Affairs – A marriage therapist’s (honest) opinion.

Affairs – A marriage therapist’s (honest) opinion.

It was his first visit, and my male client fidgeted as we went over his paperwork. Married over 40 years, grown children, grandkids, semi-retired with plenty of money, handsome and friendly face, he looked to be in great shape.

So, what’s the problem?

“I don’t know if I want to stay married,” he said. “I need you to help me decide what to do.”

Great. I like people to stay married if they can do so happily, so I listened as he described the verbal and emotional abuse, occasional slaps in the face from his wife, and how she seethed in contempt whenever he made attempts to connect, aka, have sex.

“This is not good,” I said. “Now I want to know whether she just started to behave this way out-of-the-blue, or have you done some things that have hurt her and the marriage that might cause her to feel contempt for you?”

“Uh,” he looked down at his hands. “Like what kind of things?”

“Things like ignore her, be a cheapskate, be controlling, judgmental, have affairs, be an asshole – any sort of stuff that we both know women hate.”

“I’ve done some of those things,” he said. “I’ve had many affairs, and I think she may have, too. When she yells, I yell back”

“Are you having an affair now?”

“Yes, but you can’t tell her. I saw in your paperwork that you don’t keep secrets if both spouses were to come in.”

“Well, that depends,” I said. “Are you in love with your lover?”

“I think I am,” he said.

And so it goes. When people are seriously contemplating leaving their spouse, they almost always prepare by lining someone up to fill the gap that the failing relationship will leave behind. After working with thousands of people over the years, I would say that it is true 99.9 times out of 100, though people in the 99.9 group will deny this until their last breath.
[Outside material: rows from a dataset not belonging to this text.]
use serde::{Deserialize, Deserializer};
use std::path::{Path, PathBuf};

use crate::color::Rgb;
use crate::frame::DEFAULT_FRAME_SIZE;

#[derive(Debug, Clone, Deserialize)]
pub struct Config {
    pub input: InputConfig,
    #[serde(default)]
    pub chroma: ChromaConfig,
    #[serde(default)]
    pub detection: DetectionConfig,
    #[serde(default)]
    pub export: ExportConfig,
    #[serde(default)]
    pub logging: LoggingConfig,
}

#[derive(Debug, Clone, Deserialize)]
pub struct InputConfig {
    pub frames_dir: PathBuf,
    /// Every frame is resized to this size before detection and keying.
    #[serde(default = "default_frame_size")]
    pub width: u32,
    #[serde(default = "default_frame_size")]
    pub height: u32,
    /// Longer clips are truncated to this many frames.
    #[serde(default = "default_max_frames")]
    pub max_frames: usize,
}

/// Which colour to key out of the clip.
#[derive(Debug, Clone, Copy, PartialEq, Eq, Default)]
pub enum TargetColor {
    /// Detect from the border of the first frame.
    #[default]
    Auto,
    Manual(Rgb),
}

impl<'de> Deserialize<'de> for TargetColor {
    fn deserialize<D: Deserializer<'de>>(deserializer: D) -> Result<Self, D::Error> {
        let s = String::deserialize(deserializer)?;
        if s.trim().eq_ignore_ascii_case("auto") {
            return Ok(TargetColor::Auto);
        }
        s.parse()
            .map(TargetColor::Manual)
            .map_err(serde::de::Error::custom)
    }
}

#[derive(Debug, Clone, Deserialize)]
pub struct ChromaConfig {
    /// Distance keyed out even at threshold 0.
    #[serde(default = "default_base_distance")]
    pub base_distance: f64,
    /// Extra distance added at threshold 100.
    #[serde(default = "default_scale_range")]
    pub scale_range: f64,
    #[serde(default = "default_threshold")]
    pub threshold: u8,
    #[serde(default)]
    pub target: TargetColor,
    #[serde(default = "default_low_confidence_ratio")]
    pub low_confidence_ratio: f64,
}

#[derive(Debug, Clone, Deserialize)]
pub struct DetectionConfig {
    #[serde(default = "default_border_width")]
    pub border_width: u32,
    #[serde(default = "default_quantization_step")]
    pub quantization_step: u8,
    #[serde(default = "default_min_support_floor")]
    pub min_support_floor: u64,
    #[serde(default = "default_min_support_ratio")]
    pub min_support_ratio: f64,
    #[serde(default = "default_hue_min_support_ratio")]
    pub hue_min_support_ratio: f64,
    #[serde(default = "default_hue_high")]
    pub hue_high: u8,
    #[serde(default = "default_hue_low")]
    pub hue_low: u8,
    #[serde(default)]
    pub sample_corners: bool,
    #[serde(default = "default_corner_size")]
    pub corner_size: u32,
}

#[derive(Debug, Clone, Deserialize)]
pub struct ExportConfig {
    #[serde(default = "default_output_dir")]
    pub output_dir: PathBuf,
    #[serde(default = "default_fps")]
    pub fps: u32,
    #[serde(default = "default_max_bytes")]
    pub max_bytes: u64,
    #[serde(default = "default_true")]
    pub write_png: bool,
    #[serde(default = "default_true")]
    pub write_gif: bool,
}

#[derive(Debug, Clone, Deserialize)]
pub struct LoggingConfig {
    #[serde(default = "default_log_level")]
    pub level: String,
}

impl Default for ChromaConfig {
    fn default() -> Self {
        Self {
            base_distance: default_base_distance(),
            scale_range: default_scale_range(),
            threshold: default_threshold(),
            target: TargetColor::Auto,
            low_confidence_ratio: default_low_confidence_ratio(),
        }
    }
}

impl Default for DetectionConfig {
    fn default() -> Self {
        Self {
            border_width: default_border_width(),
            quantization_step: default_quantization_step(),
            min_support_floor: default_min_support_floor(),
            min_support_ratio: default_min_support_ratio(),
            hue_min_support_ratio: default_hue_min_support_ratio(),
            hue_high: default_hue_high(),
            hue_low: default_hue_low(),
            sample_corners: false,
            corner_size: default_corner_size(),
        }
    }
}

impl Default for ExportConfig {
    fn default() -> Self {
        Self {
            output_dir: default_output_dir(),
            fps: default_fps(),
            max_bytes: default_max_bytes(),
            write_png: true,
            write_gif: true,
        }
    }
}

impl Default for LoggingConfig {
    fn default() -> Self {
        Self {
            level: default_log_level(),
        }
    }
}

impl Config {
    pub fn load(path: &Path) -> Result<Self, ConfigError> {
        let content = std::fs::read_to_string(path)
            .map_err(|e| ConfigError::ReadFile(path.display().to_string(), e))?;
        Self::from_toml(&content)
    }

    pub fn from_toml(content: &str) -> Result<Self, ConfigError> {
        let config: Config =
            toml::from_str(content).map_err(|e| ConfigError::Parse(e.to_string()))?;
        config.validate()?;
        Ok(config)
    }

    pub fn validate(&self) -> Result<(), ConfigError> {
        if self.input.width == 0 || self.input.height == 0 {
            return Err(ConfigError::Invalid("input.width and input.height must be > 0".into()));
        }
        if self.input.max_frames == 0 {
            return Err(ConfigError::Invalid("input.max_frames must be > 0".into()));
        }
        if self.detection.quantization_step == 0 {
            return Err(ConfigError::Invalid("detection.quantization_step must be > 0".into()));
        }
        if self.export.fps == 0 {
            return Err(ConfigError::Invalid("export.fps must be > 0".into()));
        }
        // NaN fails both comparisons, so check finiteness explicitly
        for (name, value) in [
            ("chroma.base_distance", self.chroma.base_distance),
            ("chroma.scale_range", self.chroma.scale_range),
        ] {
            if !value.is_finite() || value < 0.0 {
                return Err(ConfigError::Invalid(format!(
                    "{name} must be a finite non-negative number, got {value}"
                )));
            }
        }
        if self.chroma.threshold > 100 {
            return Err(ConfigError::Invalid("chroma.threshold must be within 0..=100".into()));
        }
        for (name, value) in [
            ("chroma.low_confidence_ratio", self.chroma.low_confidence_ratio),
            ("detection.min_support_ratio", self.detection.min_support_ratio),
            ("detection.hue_min_support_ratio", self.detection.hue_min_support_ratio),
        ] {
            if !(0.0..=1.0).contains(&value) {
                return Err(ConfigError::Invalid(format!("{name} must be within 0..=1, got {value}")));
            }
        }
        Ok(())
    }
}

#[derive(Debug, thiserror::Error)]
pub enum ConfigError {
    #[error("failed to read config file {0}: {1}")]
    ReadFile(String, std::io::Error),
    #[error("failed to parse config: {0}")]
    Parse(String),
    #[error("invalid config: {0}")]
    Invalid(String),
}

// Default value functions
fn default_frame_size() -> u32 {
    DEFAULT_FRAME_SIZE
}
fn default_max_frames() -> usize {
    120
}
fn default_base_distance() -> f64 {
    50.0
}
fn default_scale_range() -> f64 {
    200.0
}
fn default_threshold() -> u8 {
    30
}
fn default_low_confidence_ratio() -> f64 {
    0.10
}
fn default_border_width() -> u32 {
    10
}
fn default_quantization_step() -> u8 {
    20
}
fn default_min_support_floor() -> u64 {
    3
}
fn default_min_support_ratio() -> f64 {
    0.05
}
fn default_hue_min_support_ratio() -> f64 {
    0.10
}
fn default_hue_high() -> u8 {
    180
}
fn default_hue_low() -> u8 {
    80
}
fn default_corner_size() -> u32 {
    20
}
fn default_output_dir() -> PathBuf {
    "keyed".into()
}
fn default_fps() -> u32 {
    12
}
fn default_max_bytes() -> u64 {
    500 * 1024
}
fn default_true() -> bool {
    true
}
fn default_log_level() -> String {
    "info".into()
}

#[cfg(test)]
mod tests {
    use super::*;

    #[test]
    fn minimal_config_uses_defaults() {
        let config = Config::from_toml("[input]\nframes_dir = \"clip\"\n").unwrap();
        assert_eq!(config.input.frames_dir, PathBuf::from("clip"));
        assert_eq!((config.input.width, config.input.height), (240, 240));
        assert_eq!(config.input.max_frames, 120);
        assert_eq!(config.chroma.base_distance, 50.0);
        assert_eq!(config.chroma.scale_range, 200.0);
        assert_eq!(config.chroma.threshold, 30);
        assert_eq!(config.chroma.target, TargetColor::Auto);
        assert_eq!(config.detection.quantization_step, 20);
        assert!(!config.detection.sample_corners);
        assert_eq!(config.export.fps, 12);
        assert_eq!(config.export.max_bytes, 512_000);
        assert_eq!(config.logging.level, "info");
    }

    #[test]
    fn manual_target_colour() {
        let toml = r##"
            [input]
            frames_dir = "clip"
            [chroma]
            target = "#0000ff"
            threshold = 55
        "##;
        let config = Config::from_toml(toml).unwrap();
        assert_eq!(config.chroma.target, TargetColor::Manual(Rgb::BLUE));
        assert_eq!(config.chroma.threshold, 55);
    }

    #[test]
    fn bad_target_is_parse_error() {
        let toml = "[input]\nframes_dir = \"x\"\n[chroma]\ntarget = \"greenish\"\n";
        assert!(matches!(Config::from_toml(toml), Err(ConfigError::Parse(_))));
    }

    #[test]
    fn zero_quantization_step_rejected() {
        let toml = "[input]\nframes_dir = \"x\"\n[detection]\nquantization_step = 0\n";
        assert!(matches!(Config::from_toml(toml), Err(ConfigError::Invalid(_))));
    }

    #[test]
    fn threshold_out_of_range_rejected() {
        let toml = "[input]\nframes_dir = \"x\"\n[chroma]\nthreshold = 101\n";
        assert!(matches!(Config::from_toml(toml), Err(ConfigError::Invalid(_))));
    }

    #[test]
    fn frame_size_and_cap() {
        let toml = "[input]\nframes_dir = \"x\"\nwidth = 320\nheight = 180\nmax_frames = 48\n";
        let config = Config::from_toml(toml).unwrap();
        assert_eq!((config.input.width, config.input.height), (320, 180));
        assert_eq!(config.input.max_frames, 48);

        for bad in ["width = 0", "height = 0", "max_frames = 0"] {
            let toml = format!("[input]\nframes_dir = \"x\"\n{bad}\n");
            assert!(
                matches!(Config::from_toml(&toml), Err(ConfigError::Invalid(_))),
                "{bad} should be rejected"
            );
        }
    }

    #[test]
    fn non_finite_distances_rejected() {
        for bad in ["base_distance = nan", "scale_range = inf", "base_distance = -1.0"] {
            let toml = format!("[input]\nframes_dir = \"x\"\n[chroma]\n{bad}\n");
            assert!(
                matches!(Config::from_toml(&toml), Err(ConfigError::Invalid(_))),
                "{bad} should be rejected"
            );
        }
    }

    #[test]
    fn ratios_must_be_fractions() {
        for (section, bad) in [
            ("chroma", "low_confidence_ratio = 1.5"),
            ("chroma", "low_confidence_ratio = nan"),
            ("detection", "min_support_ratio = -0.1"),
            ("detection", "hue_min_support_ratio = 2.0"),
        ] {
            let toml = format!("[input]\nframes_dir = \"x\"\n[{section}]\n{bad}\n");
            assert!(
                matches!(Config::from_toml(&toml), Err(ConfigError::Invalid(_))),
                "{section}.{bad} should be rejected"
            );
        }

        // the edges are allowed; a zero ratio leaves only the absolute floor
        let toml = "[input]\nframes_dir = \"x\"\n[detection]\nmin_support_ratio = 0.0\nhue_min_support_ratio = 1.0\n";
        assert!(Config::from_toml(toml).is_ok());
    }

    #[test]
    fn missing_file() {
        let err = Config::load(Path::new("/definitely/not/here.toml")).unwrap_err();
        assert!(matches!(err, ConfigError::ReadFile(..)));
    }
}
I really hate people to make a divorce decision when they are under the influence of a new and exciting relationship, especially when there are children involved. I have heard a joke among marriage therapists that when a person is having a mid-life crisis or affair, their IQ drops by 20 points, and to see how people make decisions and behave during these times, you might actually believe that it is true. I see part of my job to get people in an extra-marital love-trance, to make it through the craziness of euphoria-causing dopamine chemicals that course through their brain, without doing more damage than they have already done. It’s not easy.

My strong opinion is that a person cannot make a wise and thoughtful decision about much of anything when they are having an affair. I am well aware that the euphoric state cannot just be turned off like a bath faucet, so telling a person to end the affair and expect that to happen is a fool’s game. It takes time for the ecstacy of an affair to play out, and a person considering divorce needs to get to that place in order to not make some irreparably stupid decisions they will surely regret.

When I am working with a couple where one person is having an affair, it will go one of two ways – the cheating spouse will be so emotionally connected to his new amour partner and the drugged state it puts him or her in, that they won’t be able to resist the compulsion to reconnect despite promises and setting intentions to have no contact. The other possibility is that the spouse caught cheating is so mortified and ashamed of their affair, that they find it a relief to walk away. Guess which scenario has the best chance of marital recovery and reconciliation?

I looked at my client’s face when I talked about working things out with his wife, or to at least see if that was possible. He grimaced, and said that even mentioning working on marriage would likely end up with her to scream at him in outrage, “If you don’t like our marriage, then why don’t you leave!?”

No matter the circumstances, I told my client that I see affairs as an act of cowardice, of not having the courage to see if the relationship you have is one that can be renewed or repaired, before seeking someone else to fill the emotional and/or physical void you experience in the marriage. Deal with the relationship you have before you move on to be romantic with someone else. It must seem so easy for many to just plug the leaks of a sinking marriage with a new person, rather than do the hard work of facing the issues that are keeping two spouses from connecting in a healthy way.

In all the years I have seen adults and families, only twice has a spouse come in and told me they were contemplating having an affair. I laid out all the reasons not to do it, and gave them great advice: “Go tell your spouse you are so unhappy in the relationship that the thought of having an affair has actually crossed your mind.” If this doesn’t get their attention, nothing will.

If you’re not getting along with your spouse, don’t have an affair, get help for your marriage instead.

Of course, there are spouses who think it is all your fault that the marriage is unhappy, and others who absolutely refuse to go to marriage therapy. These stances are don’t leave much hope for growth and change, but you can always grow and change on your own and see if that doesn’t change the relationship. If you want to live a life of integrity and courage, then deal with the romantic relationship you’re in before muddying the waters with another.